(Stored data entries)
++++++++

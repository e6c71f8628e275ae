use std::{collections::BTreeMap, time::Duration};

use chrono::{DateTime, Utc};
use tracing::{info, warn};

use super::endpoints::{mon_id, MonEndpoints};
use crate::client::ceph::MonStatus;

/// Whether `removed` mons may be absent from a set of `count` without losing
/// quorum. Sets of one or two never tolerate an absence.
pub fn quorum_allows_removal(count: usize, removed: usize) -> bool {
    count.div_ceil(2).saturating_sub(1) >= removed
}

/// What the manager should do after one health tick.
#[derive(Debug, Clone, PartialEq, Eq)]
pub enum HealthAction {
    /// Nothing to do.
    Steady,
    /// Fewer than a majority of known mons are in quorum. Needs a human.
    MajorityLost { in_quorum: usize, total: usize },
    /// Replace this mon with a new one.
    Failover(String),
    /// Remove this surplus mon.
    ScaleDown(String),
    /// Start this many more mons.
    ScaleUp(usize),
}

#[derive(Debug, Clone, PartialEq, Eq)]
pub struct HealthReport {
    /// In the backend mon map but not managed by us.
    pub external: Vec<String>,
    pub in_quorum: Vec<String>,
    pub out_of_quorum: Vec<String>,
    pub action: HealthAction,
}

/// Sorts mon names by numeric id, unknown names last.
pub fn by_id(names: &mut [String]) {
    names.sort_by_key(|n| (mon_id(n).unwrap_or(i32::MAX), n.clone()));
}

/// Remembers since when each mon has been out of quorum. Markers live
/// across ticks; a mon seen in quorum loses its marker.
#[derive(Debug, Default, Clone)]
pub struct HealthTracker {
    out_since: BTreeMap<String, DateTime<Utc>>,
}

impl HealthTracker {
    pub fn out_since(&self, name: &str) -> Option<DateTime<Utc>> {
        self.out_since.get(name).copied()
    }

    pub fn forget(&mut self, name: &str) {
        self.out_since.remove(name);
    }

    fn timed_out(&self, name: &str, timeout: Duration, now: DateTime<Utc>) -> bool {
        self.out_since
            .get(name)
            .is_some_and(|since| (now - *since).to_std().unwrap_or_default() > timeout)
    }

    /// One tick of the health check. `truth` is the persisted endpoint map.
    pub fn evaluate(
        &mut self,
        truth: &MonEndpoints,
        status: &MonStatus,
        size: usize,
        timeout: Duration,
        now: DateTime<Utc>,
    ) -> HealthReport {
        let external: Vec<String> = status
            .monmap
            .mons
            .iter()
            .filter(|m| !truth.contains_key(&m.name))
            .map(|m| m.name.clone())
            .collect();
        for name in &external {
            info!("mon {name} is not managed by the operator, skipping");
        }

        let mut names: Vec<String> = truth.keys().cloned().collect();
        by_id(&mut names);
        let (in_quorum, out_of_quorum): (Vec<String>, Vec<String>) =
            names.iter().cloned().partition(|n| status.in_quorum(n));

        self.out_since.retain(|name, _| truth.contains_key(name));
        for name in &in_quorum {
            if self.out_since.remove(name).is_some() {
                info!("mon {name} is back in quorum");
            }
        }
        for name in &out_of_quorum {
            self.out_since.entry(name.clone()).or_insert(now);
        }

        let action = self.decide(&names, &in_quorum, &out_of_quorum, size, timeout, now);
        HealthReport {
            external,
            in_quorum,
            out_of_quorum,
            action,
        }
    }

    fn decide(
        &mut self,
        names: &[String],
        in_quorum: &[String],
        out_of_quorum: &[String],
        size: usize,
        timeout: Duration,
        now: DateTime<Utc>,
    ) -> HealthAction {
        let total = names.len();
        if total > 0 && in_quorum.len() < total.div_ceil(2) {
            return HealthAction::MajorityLost {
                in_quorum: in_quorum.len(),
                total,
            };
        }

        for name in out_of_quorum {
            if !self.timed_out(name, timeout, now) {
                warn!("mon {name} not in quorum, waiting for timeout before failover");
                continue;
            }
            if !quorum_allows_removal(total, out_of_quorum.len()) {
                warn!("mon {name} timed out but removing it would risk quorum");
                continue;
            }
            self.out_since.remove(name);
            return HealthAction::Failover(name.clone());
        }

        if total > size {
            if let Some(extra) = names.last() {
                let absent = out_of_quorum.len() + usize::from(in_quorum.contains(extra));
                if quorum_allows_removal(total, absent) {
                    return HealthAction::ScaleDown(extra.clone());
                }
                warn!("cannot remove surplus mon {extra} without risking quorum");
            }
            return HealthAction::Steady;
        }

        if total < size {
            return HealthAction::ScaleUp(size - total);
        }
        HealthAction::Steady
    }
}
use opentelemetry::trace::TraceId;
use tracing_subscriber::{fmt, prelude::*, EnvFilter, Layer};

/// Fetch an opentelemetry::trace::TraceId as hex through the full tracing stack
pub fn get_trace_id() -> TraceId {
    use opentelemetry::trace::TraceContextExt as _;
    use tracing_opentelemetry::OpenTelemetrySpanExt as _;

    tracing::Span::current()
        .context()
        .span()
        .span_context()
        .trace_id()
}

#[cfg(feature = "telemetry")]
fn resource() -> opentelemetry_sdk::Resource {
    opentelemetry_sdk::Resource::builder()
        .with_service_name(env!("CARGO_PKG_NAME"))
        .build()
}

#[cfg(feature = "telemetry")]
fn init_tracer() -> anyhow::Result<opentelemetry_sdk::trace::SdkTracer> {
    use opentelemetry::trace::TracerProvider;
    use opentelemetry_otlp::WithExportConfig;

    let endpoint = std::env::var("OPENTELEMETRY_ENDPOINT_URL")
        .unwrap_or_else(|_| "http://localhost:4318/v1/traces".to_string());
    let exporter = opentelemetry_otlp::SpanExporter::builder()
        .with_http()
        .with_endpoint(endpoint)
        .build()?;

    let provider = opentelemetry_sdk::trace::SdkTracerProvider::builder()
        .with_resource(resource())
        .with_batch_exporter(exporter)
        .build();

    opentelemetry::global::set_tracer_provider(provider.clone());
    Ok(provider.tracer("rook-controllers"))
}

/// Initialize tracing. Log level comes from `RUST_LOG`, defaulting to info.
pub async fn init(json: bool) -> anyhow::Result<()> {
    let filter = EnvFilter::try_from_default_env().or_else(|_| EnvFilter::try_new("info"))?;
    let logger = if json {
        fmt::layer().json().boxed()
    } else {
        fmt::layer().compact().boxed()
    };

    let collector = tracing_subscriber::registry().with(filter).with(logger);

    #[cfg(feature = "telemetry")]
    let collector = collector.with(tracing_opentelemetry::layer().with_tracer(init_tracer()?));

    collector.try_init()?;
    Ok(())
}
impl MonManager {
    #[allow(clippy::too_many_arguments)]
    pub fn new(
        namespace: &str,
        cluster_name: &str,
        size: usize,
        host: Arc<dyn MonHost>,
        ceph: Arc<dyn CephAdmin>,
        executor: Arc<dyn CommandExecutor>,
        writer: ConfigWriter,
        settings: MonSettings,
        metrics: Arc<Metrics>,
    ) -> Self {
        MonManager {
            namespace: namespace.to_string(),
            cluster_name: cluster_name.to_string(),
            host,
            ceph,
            executor,
            writer,
            settings,
            size: AtomicUsize::new(size),
            state: RwLock::new(MonState {
                secrets: None,
                mons: PersistedMons::empty(),
            }),
            tracker: Mutex::new(HealthTracker::default()),
            serial: Mutex::new(()),
            cancel: CancellationToken::new(),
            metrics,
        }
    }

    pub fn set_size(&self, size: usize) {
        self.size.store(size, Ordering::Relaxed);
    }

    pub fn size(&self) -> usize {
        self.size.load(Ordering::Relaxed)
    }

    pub fn ceph(&self) -> Arc<dyn CephAdmin> {
        self.ceph.clone()
    }

    /// Stops the waits and the endpoint watcher.
    pub fn shutdown(&self) {
        self.cancel.cancel();
    }

    /// Adopts new mon settings and re-applies every placed mon with them.
    #[instrument(skip_all, fields(namespace = %self.namespace))]
    pub async fn set_template(&self, template: MonParams) -> Result<()> {
        let _serial = self.serial.lock().await;
        if !self.host.set_template(template).await {
            return Ok(());
        }
        let placed = self.host.load_mons().await?.mapping.node;
        for (name, node) in placed {
            info!("re-applying mon {name} on {node} with new settings");
            self.host.apply_mon(&name, &node).await?;
        }
        Ok(())
    }

    /// Secrets plus the current endpoint map, once secrets are known.
    pub async fn cluster_info(&self) -> Option<ClusterInfo> {
        let state = self.state.read().await;
        state.secrets.clone().map(|secrets| ClusterInfo {
            secrets,
            monitors: state.mons.endpoints.clone(),
        })
    }

    /// Brings the mon set up to size. Safe to call repeatedly.
    #[instrument(skip(self), fields(namespace = %self.namespace))]
    pub async fn start(&self) -> Result<()> {
        let _serial = self.serial.lock().await;
        self.start_locked().await
    }

    async fn start_locked(&self) -> Result<()> {
        self.ensure_secrets().await?;
        let persisted = self.host.load_mons().await?;
        self.update(|mons| *mons = persisted).await?;

        loop {
            let mons = self.state.read().await.mons.clone();
            if mons.endpoints.len() >= self.size() {
                return Ok(());
            }

            // a mon placed by an earlier, interrupted start keeps its id and node
            let (name, node) = match mons.pending().into_iter().next() {
                Some(pending) => pending,
                None => {
                    let used = mons.used_nodes();
                    let Some(node) = self
                        .host
                        .schedulable_nodes()
                        .await?
                        .into_iter()
                        .find(|n| !used.contains(n))
                    else {
                        warn!("no node available for another mon, waiting for the next health check");
                        return Ok(());
                    };
                    let mut name = String::new();
                    self.update(|mons| {
                        name = mons.allocate();
                        mons.mapping.node.insert(name.clone(), node.clone());
                    })
                    .await?;
                    (name, node)
                }
            };
            self.bring_up(&name, &node).await?;
        }
    }

    async fn ensure_secrets(&self) -> Result<ClusterSecrets> {
        if let Some(secrets) = self.state.read().await.secrets.clone() {
            return Ok(secrets);
        }
        let secrets = match self.host.load_secrets().await? {
            Some(secrets) => secrets,
            None => {
                info!("creating secrets for cluster {}", self.cluster_name);
                let secrets = cluster_info::generate(
                    self.executor.as_ref(),
                    self.writer.config_dir(),
                    &self.cluster_name,
                )
                .await?;
                self.host
                    .save_secrets(&secrets)
                    .await
                    .map_err(|e| Error::Fatal(format!("failed to save cluster secrets: {e}")))?;
                secrets
            }
        };
        self.state.write().await.secrets = Some(secrets.clone());
        Ok(secrets)
    }

    /// Read-modify-write of the persisted mons. The lock is held until the
    /// config map and the connection config reflect the change.
    async fn update<F: FnOnce(&mut PersistedMons)>(&self, f: F) -> Result<()> {
        let mut state = self.state.write().await;
        let mut mons = state.mons.clone();
        f(&mut mons);
        if mons != state.mons {
            self.host.save_mons(&mons).await?;
        }
        if let Some(secrets) = state.secrets.clone() {
            if !mons.endpoints.is_empty() {
                self.writer
                    .write_connection_config(&ClusterInfo {
                        secrets,
                        monitors: mons.endpoints.clone(),
                    })
                    .await?;
            }
        }
        state.mons = mons;
        Ok(())
    }

    async fn bring_up(&self, name: &str, node: &str) -> Result<()> {
        info!("starting mon {name} on node {node}");
        self.host.apply_mon(name, node).await?;
        let ip = self.wait_for_pod_ip(name).await?;
        let endpoint = format!("{ip}:{MON_PORT}");
        self.update(|mons| {
            mons.endpoints.insert(name.to_string(), endpoint.clone());
        })
        .await?;
        info!("mon {name} published at {endpoint}");
        self.wait_for_quorum(&[name.to_string()]).await
    }

    async fn pause(&self, delay: Duration) -> Result<()> {
        tokio::select! {
            _ = self.cancel.cancelled() => Err(Error::Cancelled),
            _ = tokio::time::sleep(delay) => Ok(()),
        }
    }

    async fn wait_for_pod_ip(&self, name: &str) -> Result<String> {
        let backoff = self.settings.pod_ready;
        for attempt in 0..backoff.retries {
            match self.host.mon_pod_ip(name).await {
                Ok(Some(ip)) => return Ok(ip),
                Ok(None) => debug!("mon {name} not ready yet ({attempt})"),
                Err(e) => warn!("failed to look up mon {name}: {e}"),
            }
            self.pause(backoff.delay).await?;
        }
        Err(Error::Transient(format!("mon {name} did not become ready")))
    }

    async fn wait_for_quorum(&self, names: &[String]) -> Result<()> {
        let backoff = self.settings.quorum;
        for _ in 0..backoff.retries {
            match self.ceph.mon_status().await {
                Ok(status) if names.iter().all(|n| status.in_quorum(n)) => {
                    info!("mons {} in quorum", names.join(","));
                    return Ok(());
                }
                Ok(status) => debug!("waiting for quorum, current quorum {:?}", status.quorum),
                Err(e) => warn!("failed to get mon status: {e}"),
            }
            self.pause(backoff.delay).await?;
        }
        Err(Error::Transient(format!(
            "mons {} did not join quorum",
            names.join(",")
        )))
    }

    /// One health tick. Returns what was observed and acted on.
    #[instrument(skip(self), fields(namespace = %self.namespace))]
    pub async fn check_health(&self) -> Result<HealthReport> {
        let _serial = self.serial.lock().await;
        let status = tokio::time::timeout(self.settings.probe_timeout, self.ceph.mon_status())
            .await
            .map_err(|_| Error::Transient("mon status probe timed out".to_string()))??;

        let truth = self.state.read().await.mons.endpoints.clone();
        let report = self.tracker.lock().await.evaluate(
            &truth,
            &status,
            self.size(),
            self.settings.out_timeout,
            Utc::now(),
        );
        self.metrics
            .storage
            .quorum_size(&self.namespace, report.in_quorum.len());

        match &report.action {
            HealthAction::Steady => {}
            HealthAction::MajorityLost { in_quorum, total } => {
                error!("only {in_quorum} of {total} mons in quorum, manual recovery required");
            }
            HealthAction::Failover(name) => {
                warn!("mon {name} out of quorum past the timeout, failing over");
                self.remove(name).await?;
                self.metrics.storage.failover(&self.namespace);
                self.start_locked().await?;
            }
            HealthAction::ScaleDown(name) => {
                info!("removing surplus mon {name}");
                self.remove(name).await?;
            }
            HealthAction::ScaleUp(count) => {
                info!("{count} mons missing, starting them");
                self.start_locked().await?;
            }
        }
        Ok(report)
    }

    async fn remove(&self, name: &str) -> Result<()> {
        self.ceph.mon_remove(name).await?;
        self.host.remove_mon(name).await?;
        self.update(|mons| mons.forget(name)).await?;
        self.tracker.lock().await.forget(name);
        Ok(())
    }

    /// Republishes the endpoint of `name` when its pod moved.
    pub async fn observe_pod_ip(&self, name: &str, ip: &str) -> Result<bool> {
        let endpoint = format!("{ip}:{MON_PORT}");
        {
            let state = self.state.read().await;
            match state.mons.endpoints.get(name) {
                Some(current) if *current != endpoint => {}
                _ => return Ok(false),
            }
        }
        info!("mon {name} moved to {endpoint}");
        self.update(|mons| {
            if let Some(current) = mons.endpoints.get_mut(name) {
                *current = endpoint.clone();
            }
        })
        .await?;
        Ok(true)
    }

    /// Follows mon pod changes until shutdown.
    pub async fn watch_endpoints(&self, pods: Api<Pod>) {
        let params = WatchParams::default().labels(&format!("{APP_ATTR}={MON_APP}"));
        let mut watch = ResumableWatch::new(pods, params, "");
        loop {
            match watch.next(&self.cancel).await {
                Ok(Event::Added(pod)) | Ok(Event::Modified(pod)) => {
                    let name = pod.labels().get(MON_LABEL).cloned();
                    let ip = pod.status.as_ref().and_then(|s| s.pod_ip.clone());
                    if let (Some(name), Some(ip)) = (name, ip.filter(|ip| !ip.is_empty())) {
                        if let Err(e) = self.observe_pod_ip(&name, &ip).await {
                            warn!("failed to update endpoint of mon {name}: {e}");
                        }
                    }
                }
                Ok(Event::Deleted(_)) | Ok(Event::Restart) => {}
                Err(Error::Cancelled) => {
                    debug!("mon endpoint watcher stopped");
                    return;
                }
                Err(e) => {
                    warn!("mon endpoint watch failed: {e}");
                    if self.pause(Duration::from_secs(5)).await.is_err() {
                        return;
                    }
                }
            }
        }
    }
}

++++++++

▶ [Exercise instructions]
Please write out, exactly as they appear above, only the lines in the stretch from the line with "async fn remove(&self, name: &str)" through the line with "to update endpoint".

▶ [Answer below]
    async fn remove(&self, name: &str) -> Result<()> {
        self.ceph.mon_remove(name).await?;
        self.host.remove_mon(name).await?;
        self.update(|mons| mons.forget(name)).await?;
        self.tracker.lock().await.forget(name);
        Ok(())
    }

    /// Republishes the endpoint of `name` when its pod moved.
    pub async fn observe_pod_ip(&self, name: &str, ip: &str) -> Result<bool> {
        let endpoint = format!("{ip}:{MON_PORT}");
        {
            let state = self.state.read().await;
            match state.mons.endpoints.get(name) {
                Some(current) if *current != endpoint => {}
                _ => return Ok(false),
            }
        }
        info!("mon {name} moved to {endpoint}");
        self.update(|mons| {
            if let Some(current) = mons.endpoints.get_mut(name) {
                *current = endpoint.clone();
            }
        })
        .await?;
        Ok(true)
    }

    /// Follows mon pod changes until shutdown.
    pub async fn watch_endpoints(&self, pods: Api<Pod>) {
        let params = WatchParams::default().labels(&format!("{APP_ATTR}={MON_APP}"));
        let mut watch = ResumableWatch::new(pods, params, "");
        loop {
            match watch.next(&self.cancel).await {
                Ok(Event::Added(pod)) | Ok(Event::Modified(pod)) => {
                    let name = pod.labels().get(MON_LABEL).cloned();
                    let ip = pod.status.as_ref().and_then(|s| s.pod_ip.clone());
                    if let (Some(name), Some(ip)) = (name, ip.filter(|ip| !ip.is_empty())) {
                        if let Err(e) = self.observe_pod_ip(&name, &ip).await {
                            warn!("failed to update endpoint of mon {name}: {e}");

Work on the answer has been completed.